According to MeitY, these health responses require data of individuals for the management of the covid-19 pandemic, syndromic mapping, contact tracing, and communication between them. The Aarogya Setu is designated to carry out most of these responses and needs confidential information of individuals. The information includes travel history, device information, location data, contact data, demography, and self-assessment data, which is collected by the app only after the user has permitted it. But what happens after the data is collected or what if the user wants to pull out of participating in the health response regime?
The government did not specify the extents for which the data was being collected and possibly stored on servers. The French hacker had previously pointed out security flaws in the app, as severe as potentially revealing number of infected patients and their location. Although the government rebutted the claims of the hacker, insisting the app is safe and secure for public use. Meanwhile, the hacker vouched for an open-source system for the Arogya Setu app, which could possibly make security researchers fix the errors as and when they appear in the app. While the government has not said anything on making Arogya Setu available as open-source, it has laid down certain protocols.
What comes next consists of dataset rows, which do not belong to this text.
//! 🚀 ofx-cli: the front desk of ofx.
//!
//! 🎬 *[narrator voice]* "It all started with two CSV files and a deadline..."
//! 📦 This binary crate is the thin CLI wrapper: it parses args, loads config,
//! sets up logging, and then lets the library do the heavy lifting.
//! Like a concierge who points at the elevator. 🦆
//!
//! ```text
//! ofx ingest --config ofx.toml     # load hotels + offers into the index
//! ofx serve  --config ofx.toml     # answer offer searches over HTTP
//! ```

use std::path::PathBuf;

use anyhow::{Context, Result};
use clap::{Parser, Subcommand};
use tracing::{error, info};
use tracing_subscriber::EnvFilter;

/// 🏨 Load travel offers into Elasticsearch and search them.
#[derive(Debug, Parser)]
#[command(name = "ofx", version, about)]
struct Cli {
    /// TOML config file. Optional: `OFX_*` environment variables work on their own.
    #[arg(short, long, global = true, default_value = "ofx.toml")]
    config: PathBuf,

    #[command(subcommand)]
    command: Command,
}

#[derive(Debug, Subcommand)]
enum Command {
    /// 🚚 Load the hotels and offers CSV files into the index.
    Ingest,
    /// 🌐 Serve the offer search API.
    Serve,
}

/// 🚀 main(): the "I pressed enter and held my breath" moment.
///
/// 🔧 Steps:
/// 1. Init tracing (so we can see what goes wrong, and when)
/// 2. Parse args
/// 3. Load config: the file if it exists, the environment always
/// 4. Run the subcommand (send it 🙏)
/// 5. Handle errors (cry, but with a helpful hint)
#[tokio::main]
async fn main() -> Result<()> {
    // 📡 `RUST_LOG` wins; otherwise info for everything
    tracing_subscriber::fmt()
        .with_env_filter(EnvFilter::try_from_default_env().unwrap_or_else(|_| EnvFilter::new("info")))
        .init();

    let cli = Cli::parse();

    // 🔒 A missing config file is fine; the environment may carry everything.
    let config_file_exists = cli
        .config
        .try_exists()
        .context(format!(
            "💀 Could not check whether the configuration file exists. If this is a relative path, \
             double-check the working directory, or use an absolute path. Was checking here: '{}'",
            cli.config.display()
        ))?;
    let config_file = config_file_exists.then_some(cli.config.as_path());
    if config_file.is_none() {
        info!(
            "📭 No configuration file at '{}'; using OFX_* environment variables and defaults",
            cli.config.display()
        );
    }

    let app_config = ofx::load_config(config_file)
        .context("💀 In ofx-cli, main, we couldn't load the configuration. Take a look at the file and the OFX_* variables")?;

    let result = match cli.command {
        Command::Ingest => ofx::ingest(app_config).await.map(|report| {
            // -- the table is for humans, so it goes to stdout, not the log
            println!("{report}");
        }),
        Command::Serve => ofx::serve(app_config).await,
    };

    // 💀 Error handling: print the chain in a way that's helpful at 3am
    if let Err(err) = result {
        error!("💀 error: {}", err);
        // -- 🧅 peel the onion, one layer at a time
        let mut the_vibes_are_giving_connection_issues = false;
        for cause in err.chain().skip(1) {
            error!("⚠️  cause: {}", cause);
            let cause_str = cause.to_string();
            if cause_str.contains("error sending request")
                || cause_str.contains("connection refused")
                || cause_str.contains("Connection refused")
                || cause_str.contains("tcp connect error")
                || cause_str.contains("dns error")
                || cause_str.contains("timed out")
            {
                the_vibes_are_giving_connection_issues = true;
            }
        }

        if the_vibes_are_giving_connection_issues {
            error!(
                "🔧 hint: Elasticsearch doesn't seem to be reachable. Check `elasticsearch.url` \
                (or OFX_ELASTICSEARCH__URL) and that the cluster is actually running. \
                If you're using Docker, `docker ps` tells you what's up. ☕"
            );
        }

        std::process::exit(1);
    }

    Ok(())
}
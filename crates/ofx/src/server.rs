//! 🌐 The query service: a small axum router in front of the document store.
//!
//! 🧠 Knowledge graph:
//! - `GET /bestOffersByHotel`: cheapest matching offer per hotel.
//! - `GET /hotels/{hotel_id}/offers`: every matching offer of one hotel, cheapest first.
//! - `GET /health`: can we still reach the cluster?
//! - State is an [`AppState`] holding the injected `Arc<dyn DocumentStore>`. No globals.
//! - Layers: CORS for the configured origins (credentials allowed), and request tracing.
//!
//! Errors become JSON `{"error": "..."}`: bad parameters are the client's 400, a failing
//! store is our 502, and a response we can't read is a plain 500.

use std::sync::Arc;

use anyhow::{Context, Result};
use axum::extract::{Path, Query, State};
use axum::http::{HeaderValue, StatusCode};
use axum::response::{IntoResponse, Response};
use axum::routing::get;
use axum::{Json, Router};
use serde_json::json;
use thiserror::Error;
use tower_http::cors::{AllowHeaders, AllowMethods, AllowOrigin, CorsLayer};
use tower_http::trace::TraceLayer;
use tracing::{debug, error, info};

use crate::app_config::ServerConfig;
use crate::common::HotelId;
use crate::query::{OfferSearchParams, QueryParamError, best_offers_query, hotel_offers_query};
use crate::responses::{
    BestHotelOffer, GetHotelOffersResponse, ResponseError, best_offers_from_response,
    hotel_offers_from_response,
};
use crate::store::DocumentStore;

/// 📦 Everything a handler needs. Cloned per request; the store is shared.
#[derive(Debug, Clone)]
pub struct AppState {
    pub store: Arc<dyn DocumentStore>,
    pub index: String,
    pub best_offers_bucket_size: usize,
    pub hotel_offers_page_size: usize,
}

impl AppState {
    pub fn new(store: Arc<dyn DocumentStore>, index: impl Into<String>, server: &ServerConfig) -> Self {
        Self {
            store,
            index: index.into(),
            best_offers_bucket_size: server.best_offers_bucket_size,
            hotel_offers_page_size: server.hotel_offers_page_size,
        }
    }
}

/// 💀 Everything a handler can fail with, and the status each one earns.
#[derive(Debug, Error)]
pub enum ApiError {
    #[error(transparent)]
    InvalidParams(#[from] QueryParamError),
    #[error("Invalid path: hotel id must be an integer, got '{0}'")]
    InvalidHotelId(String),
    #[error("The search backend is unavailable")]
    Store(#[source] anyhow::Error),
    #[error("The search backend returned an unreadable response")]
    Response(#[from] ResponseError),
}

impl IntoResponse for ApiError {
    fn into_response(self) -> Response {
        let status = match self {
            ApiError::InvalidParams(_) | ApiError::InvalidHotelId(_) => StatusCode::BAD_REQUEST,
            ApiError::Store(ref err) => {
                error!("💀 search failed: {err:#}");
                StatusCode::BAD_GATEWAY
            }
            ApiError::Response(ref err) => {
                error!("💀 {err}");
                StatusCode::INTERNAL_SERVER_ERROR
            }
        };
        (status, Json(json!({ "error": self.to_string() }))).into_response()
    }
}

/// 🗺️ The router, with CORS and tracing applied.
pub fn router(state: AppState, allowed_origins: &[String]) -> Result<Router> {
    let origins = allowed_origins
        .iter()
        .map(|origin| {
            origin
                .parse::<HeaderValue>()
                .context(format!("💀 '{origin}' is not a valid CORS origin"))
        })
        .collect::<Result<Vec<_>>>()?;

    // -- 🔒 credentials rule out wildcards, so methods and headers are mirrored from the preflight
    let cors = CorsLayer::new()
        .allow_origin(AllowOrigin::list(origins))
        .allow_methods(AllowMethods::mirror_request())
        .allow_headers(AllowHeaders::mirror_request())
        .allow_credentials(true);

    Ok(Router::new()
        .route("/bestOffersByHotel", get(best_offers_by_hotel))
        .route("/hotels/{hotel_id}/offers", get(hotel_offers))
        .route("/health", get(health))
        .layer(cors)
        .layer(TraceLayer::new_for_http())
        .with_state(state))
}

async fn best_offers_by_hotel(
    State(state): State<AppState>,
    Query(pairs): Query<Vec<(String, String)>>,
) -> Result<Json<Vec<BestHotelOffer>>, ApiError> {
    let params = OfferSearchParams::from_query_pairs(&pairs)?;
    let body = best_offers_query(&params, state.best_offers_bucket_size);
    debug!("🔍 best offers query: {body}");
    let response = state
        .store
        .search(&state.index, &body)
        .await
        .map_err(ApiError::Store)?;
    Ok(Json(best_offers_from_response(response)?))
}

async fn hotel_offers(
    State(state): State<AppState>,
    Path(hotel_id): Path<String>,
    Query(pairs): Query<Vec<(String, String)>>,
) -> Result<Json<GetHotelOffersResponse>, ApiError> {
    let hotel_id: HotelId = hotel_id
        .trim()
        .parse()
        .map_err(|_| ApiError::InvalidHotelId(hotel_id.clone()))?;
    let params = OfferSearchParams::from_query_pairs(&pairs)?;
    let body = hotel_offers_query(hotel_id, &params, state.hotel_offers_page_size);
    debug!("🔍 hotel {hotel_id} offers query: {body}");
    let response = state
        .store
        .search(&state.index, &body)
        .await
        .map_err(ApiError::Store)?;
    Ok(Json(hotel_offers_from_response(hotel_id, response)?))
}

async fn health(State(state): State<AppState>) -> impl IntoResponse {
    match state.store.ping().await {
        Ok(()) => (StatusCode::OK, Json(json!({ "status": "ok" }))),
        Err(err) => {
            error!("💀 health check: {err:#}");
            (StatusCode::SERVICE_UNAVAILABLE, Json(json!({ "status": "unavailable" })))
        }
    }
}

/// 🚀 Bind and serve until Ctrl-C.
pub async fn serve_until_shutdown(router: Router, bind_address: &str) -> Result<()> {
    let listener = tokio::net::TcpListener::bind(bind_address)
        .await
        .context(format!("💀 Could not listen on '{bind_address}'. Is the port already taken?"))?;
    info!(
        "🌐 Query service listening on {}",
        listener.local_addr().context("💀 The listener forgot its own address")?
    );
    axum::serve(listener, router)
        .with_graceful_shutdown(shutdown_signal())
        .await
        .context("💀 The HTTP server stopped unexpectedly")?;
    info!("🏁 Query service shut down");
    Ok(())
}

async fn shutdown_signal() {
    if let Err(err) = tokio::signal::ctrl_c().await {
        error!("💀 Could not listen for Ctrl-C ({err}); shutting down now");
        return;
    }
    info!("🛑 Ctrl-C received, finishing in-flight requests...");
}
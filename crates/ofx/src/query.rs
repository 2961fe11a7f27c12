//! 🔍 Query builder: HTTP query parameters in, Elasticsearch search bodies out.
//!
//! 🧠 Knowledge graph:
//! - [`OfferSearchParams::from_query_pairs`]: the raw `(name, value)` pairs, as the frontend
//!   sends them. Airports arrive as repeated `departureAirports[]` (the PHP-style array
//!   spelling); plain `departureAirports` works too.
//! - [`best_offers_query`]: cheapest offer per hotel, via a `terms` aggregation with a
//!   `top_hits` child sorted by price.
//! - [`hotel_offers_query`]: every matching offer of one hotel, cheapest first.
//!
//! Filter semantics, shared by both:
//!
//! | parameter               | filter                                              |
//! |-------------------------|-----------------------------------------------------|
//! | `departureAirports[]`   | `terms outbounddepartureairport` (none if empty)    |
//! | `duration` = d          | `duration` in `[d, d + 1]`                          |
//! | `countAdults` = n       | `countadults >= n`                                  |
//! | `countChildren` = n     | `countchildren >= n`                                |
//! | `earliestDepartureDate` | `outbounddeparturedatetime >= date` (none if unset) |
//! | `latestReturnDate`      | `inbounddeparturedatetime <= date` (none if unset)  |
//! | `mealType`, `roomType`  | exact `term` match, when given                      |
//! | `oceanView=true`        | `term oceanview: true`; `false` means "don't care"  |

use serde_json::{Value, json};
use thiserror::Error;

use crate::common::{HotelId, parse_lenient_bool};
use crate::normalizer::{parse_instant, render_timestamp};

/// 💀 A query parameter that is missing or doesn't parse. Always the caller's fault; always a 400.
#[derive(Debug, Error, Clone, PartialEq)]
pub enum QueryParamError {
    #[error("Invalid query parameters: '{0}' is required")]
    Missing(&'static str),
    #[error("Invalid query parameters: '{name}' must be an integer, got '{value}'")]
    NotAnInteger { name: &'static str, value: String },
    #[error("Invalid query parameters: '{name}' must be a date or date-time, got '{value}'")]
    NotADate { name: &'static str, value: String },
    #[error("Invalid query parameters: '{name}' must be true or false, got '{value}'")]
    NotABoolean { name: &'static str, value: String },
}

/// 🎯 The search filters, parsed and validated.
#[derive(Debug, Clone, Default, PartialEq)]
pub struct OfferSearchParams {
    pub departure_airports: Vec<String>,
    /// Already rendered in the index's timestamp format.
    pub earliest_departure_date: Option<String>,
    /// Already rendered in the index's timestamp format.
    pub latest_return_date: Option<String>,
    pub count_adults: i64,
    pub count_children: i64,
    pub duration: i64,
    pub meal_type: Option<String>,
    pub room_type: Option<String>,
    /// Only ever `Some(true)`: asking for no sea view is the same as not asking.
    pub ocean_view: Option<bool>,
}

impl OfferSearchParams {
    pub fn from_query_pairs<K, V>(pairs: &[(K, V)]) -> Result<Self, QueryParamError>
    where
        K: AsRef<str>,
        V: AsRef<str>,
    {
        // -- 🔎 first non-empty value wins; an empty `?mealType=` means "no preference"
        let single = |name: &str| {
            pairs
                .iter()
                .find(|(key, value)| key.as_ref() == name && !value.as_ref().trim().is_empty())
                .map(|(_, value)| value.as_ref().trim())
        };

        let departure_airports = pairs
            .iter()
            .filter(|(key, _)| matches!(key.as_ref(), "departureAirports[]" | "departureAirports"))
            .map(|(_, value)| value.as_ref().trim())
            .filter(|value| !value.is_empty())
            .map(str::to_string)
            .collect();

        let integer = |name: &'static str| -> Result<i64, QueryParamError> {
            let raw = single(name).ok_or(QueryParamError::Missing(name))?;
            raw.parse().map_err(|_| QueryParamError::NotAnInteger {
                name,
                value: raw.to_string(),
            })
        };
        let date = |name: &'static str| -> Result<Option<String>, QueryParamError> {
            single(name)
                .map(|raw| {
                    render_timestamp(parse_instant(raw)).ok_or_else(|| QueryParamError::NotADate {
                        name,
                        value: raw.to_string(),
                    })
                })
                .transpose()
        };

        let ocean_view = single("oceanView")
            .map(|raw| {
                parse_lenient_bool(raw).ok_or_else(|| QueryParamError::NotABoolean {
                    name: "oceanView",
                    value: raw.to_string(),
                })
            })
            .transpose()?
            // -- 🌊 the frontend always sends `oceanView=false`; that is "any view", not "no view"
            .filter(|&wants_ocean_view| wants_ocean_view);

        Ok(Self {
            departure_airports,
            earliest_departure_date: date("earliestDepartureDate")?,
            latest_return_date: date("latestReturnDate")?,
            count_adults: integer("countAdults")?,
            count_children: integer("countChildren")?,
            duration: integer("duration")?,
            meal_type: single("mealType").map(str::to_string),
            room_type: single("roomType").map(str::to_string),
            ocean_view,
        })
    }

    /// 🧱 The `bool.filter` clauses for these parameters.
    pub fn filters(&self) -> Vec<Value> {
        let mut filters = Vec::with_capacity(9);
        if !self.departure_airports.is_empty() {
            filters.push(json!({ "terms": { "outbounddepartureairport": self.departure_airports } }));
        }
        filters.push(json!({ "range": { "duration": { "gte": self.duration, "lte": self.duration + 1 } } }));
        filters.push(json!({ "range": { "countadults": { "gte": self.count_adults } } }));
        filters.push(json!({ "range": { "countchildren": { "gte": self.count_children } } }));
        if let Some(ref earliest) = self.earliest_departure_date {
            filters.push(json!({ "range": { "outbounddeparturedatetime": { "gte": earliest } } }));
        }
        if let Some(ref latest) = self.latest_return_date {
            filters.push(json!({ "range": { "inbounddeparturedatetime": { "lte": latest } } }));
        }
        if let Some(ref meal_type) = self.meal_type {
            filters.push(json!({ "term": { "mealtype": meal_type } }));
        }
        if let Some(ref room_type) = self.room_type {
            filters.push(json!({ "term": { "roomtype": room_type } }));
        }
        if let Some(ocean_view) = self.ocean_view {
            filters.push(json!({ "term": { "oceanview": ocean_view } }));
        }
        filters
    }
}

/// 🏨 Aggregation names, shared with the response reader.
pub(crate) const HOTELS_AGG: &str = "hotels";
pub(crate) const CHEAPEST_OFFER_AGG: &str = "cheapest_offer";

/// 🏨 Cheapest matching offer per hotel, for up to `bucket_size` hotels. No top-level hits.
pub fn best_offers_query(params: &OfferSearchParams, bucket_size: usize) -> Value {
    json!({
        "size": 0,
        "query": { "bool": { "filter": params.filters() } },
        "aggs": {
            HOTELS_AGG: {
                "terms": { "field": "hotelid", "size": bucket_size },
                "aggs": {
                    CHEAPEST_OFFER_AGG: {
                        "top_hits": { "sort": [ { "price": { "order": "asc" } } ], "size": 1 }
                    }
                }
            }
        }
    })
}

/// 📄 Up to `page_size` matching offers of one hotel, cheapest first.
pub fn hotel_offers_query(hotel_id: HotelId, params: &OfferSearchParams, page_size: usize) -> Value {
    let mut filters = vec![json!({ "term": { "hotelid": hotel_id } })];
    filters.extend(params.filters());
    json!({
        "size": page_size,
        "sort": [ { "price": { "order": "asc" } } ],
        "query": { "bool": { "filter": filters } }
    })
}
The data collected by the Arogya Setu app can be used by the National Informatics Centre, Ministry of Health, NDMA, SDMA, local government authorities, and any government-related department.
No third party involvement unless a very specific reason
While the protocol says the data will not be shared with third parties, there are certain relaxations. According to the notification, the user data can be shared with third parties "only if it is strictly necessary to directly formulate or implement health responses." The third parties will be under the obligation under what the Protocol has stated.
What all data is collected and what is kept on the phone
Especially, the contact and geographical data of a user should remain on the device the app is installed on. However, there are caveats to this rule. The government says the data may be uploaded to government-authorised servers "for the purpose of formulating or implementing appropriate health responses." The yardstick to identify the difference between the relevance between the two sets of data has, however, not been specified by the government.
Most importantly, the Protocol has mentioned the no data should be retained beyond the period as deemed necessary to fulfil the purposes. At maximum, the contact, location, and self-assessment data should be "permanently" erased after 180 days from the day they were recorded by the app. However, the demographic data could still be retained by NIC for as long as the Protocol related to the covid-19 pandemic remains into effect. The user can request NIC to delete that data and the agency should remove that data within a period of 30 days.
The MeitY has constituted what it calls an "empowered group" that will review the protocol after every 6 months from the date of its issuance, or even review it prematurely if necessary. This protocol shall remain into effect for a period of six months, per the notification.